I always thought they were out of my league. we're both in our 30s, but they're older than me, a professional, extremely intelligent (like genius levels), and educated into a great career. I'm kinda just floundering through life, doing my best at surviving every day. I love my wife (who is also extremely competent and has seen success in her endeavours) and my pets but we're very much just trying to get by.
fwb doesn't give a shit, of course, about any of my self-hating internalized-classism bullshit, and seems to really like me regardless of the very different lives we've lived. I've got that "messed up went through some shit ptsd mental illness" style stuff, and even tho they've had a lot nicer upbringing than I have, they still have the same dark comedy style, antisocial nihilism as me. we're both doing our best to embrace the absurd, live by camusian philosophy, even tho the world is looking like a black hole and we're about to spaghettify. when we hang out, we feel like we are in a little pocket of safety just for us, away from the harshness of reality.
they were reluctant to take that step into a fwb relationship because it had been a long time since they had been in a relationship before me. they've basically only done the fwb thing for the last two decades, and I get the impression it's because they aren't into committment and the maintenance of a relationship (this, of course, means what we can offer each other as fwbs is perfect for both of us).
but since they decided that they did want to try being fwbs, Ive realised it's also because they give a LOT of themselves when in a relationship. like me, they are very gesture-driven, and they strive to create moments, which often makes me feel very special. we go on hikes for hours, and afterwards we'll spend a long time just holding each other, making out, and birdwatching. I don't drive, so they'll pick me up, we'll drive to any hiking trail within an hour from town, and then they'll will make sure I always get home safe. I've been able to visit places I haven't been able to for years, because they're always willing to go wherever as long as we're together in nature.
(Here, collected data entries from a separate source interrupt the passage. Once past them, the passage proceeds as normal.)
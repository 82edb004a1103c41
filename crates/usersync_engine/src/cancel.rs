//! Cooperative cancellation for in-flight previews.

use std::sync::atomic::{AtomicBool, Ordering};
use std::sync::Arc;
use tokio::sync::Notify;

/// A cloneable cancellation signal.
///
/// Strategies receive a token with every preview generation and must abort
/// merges promptly once it fires; the engine additionally races generation
/// against [`CancellationToken::cancelled`] so `stop` returns even if a
/// strategy is blocked.
#[derive(Debug, Clone, Default)]
pub struct CancellationToken {
    inner: Arc<Inner>,
}

#[derive(Debug, Default)]
struct Inner {
    cancelled: AtomicBool,
    notify: Notify,
}

impl CancellationToken {
    /// Creates a fresh, un-cancelled token.
    pub fn new() -> Self {
        Self::default()
    }

    /// Fires the token. Idempotent.
    pub fn cancel(&self) {
        self.inner.cancelled.store(true, Ordering::SeqCst);
        self.inner.notify.notify_waiters();
    }

    /// Returns true once the token has fired.
    pub fn is_cancelled(&self) -> bool {
        self.inner.cancelled.load(Ordering::SeqCst)
    }

    /// Resolves once the token fires.
    pub async fn cancelled(&self) {
        loop {
            if self.is_cancelled() {
                return;
            }
            let notified = self.inner.notify.notified();
            if self.is_cancelled() {
                return;
            }
            notified.await;
        }
    }
}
I think a thing about it too is we did meet in a workplace environment. I worked there for a short amount of time, and they had worked there for a while before. they were a superior. we shook hands when we met, and were professional with each other for months before we suddenly realised we wanted to kiss each other a whole lot. neither of us work at that place anymore, and did not enter into a fwb relationship or confess feelings until after we both left and were just friends for a while. but part of having had that sort of professional relationship makes the whole thing a bit exciting. we had a crush on each other while working together, and I think that tension fuels us in a sexy way a little bit to this day.
we have since found out a lot about each other, the kind of people we are outside of that workplace environment, as well as our pasts and secrets. they speak about us in terms of years, which is just thrilling for me who often struggles to make long-term friends. it's been really fun being around them. I've shown them a lot about foraging and mycology, and they've shown a lot of interest in the same things I do. we're very compatible, and every moment I spend with them has been bliss.
so yeah just a gush. I really like them and I feel very safe and happy with them. if you read all this, thanks! share a lil gush about your fwb, I'd love to giggle like girls at a sleepover with you!
Oh man this was really sweet OP, they sound great and parts of it reminded me of my thing too! Would love to gush.Â
I'm not being physically intimate with mine right now but it strengthened our friendship and helped us communicate significantly better. I am experiencing a lot of mental health issues that make sex difficult, and he and his spouse are taking a break from poly for family planning, but after some initial hard conversations about it, we feel more connected. Everyone says "let's stay friends" as a cliche thing but we both knew that our friendship is important to us and wanted to maintain it no matter what happened, and we are doing it. We still talk all the time and I've really enjoyed being able to have quality time and other forms of closeness. We both have amazing partners who are supportive as well.
We have a lot of things in common, so much so that I started re-examining my sense of spirituality and wondering if I met him for a reason. Sadly the communities I've found seem to encourage unhealthy relationships and ironically don't widely support NM. But I know he's important and some of that "woo" stuff just helps me express that, even privately. He's kind and sweet and patient with my issues and I'm glad we're friends. (Hopefully he doesn't somehow see this and kick my ass, though!)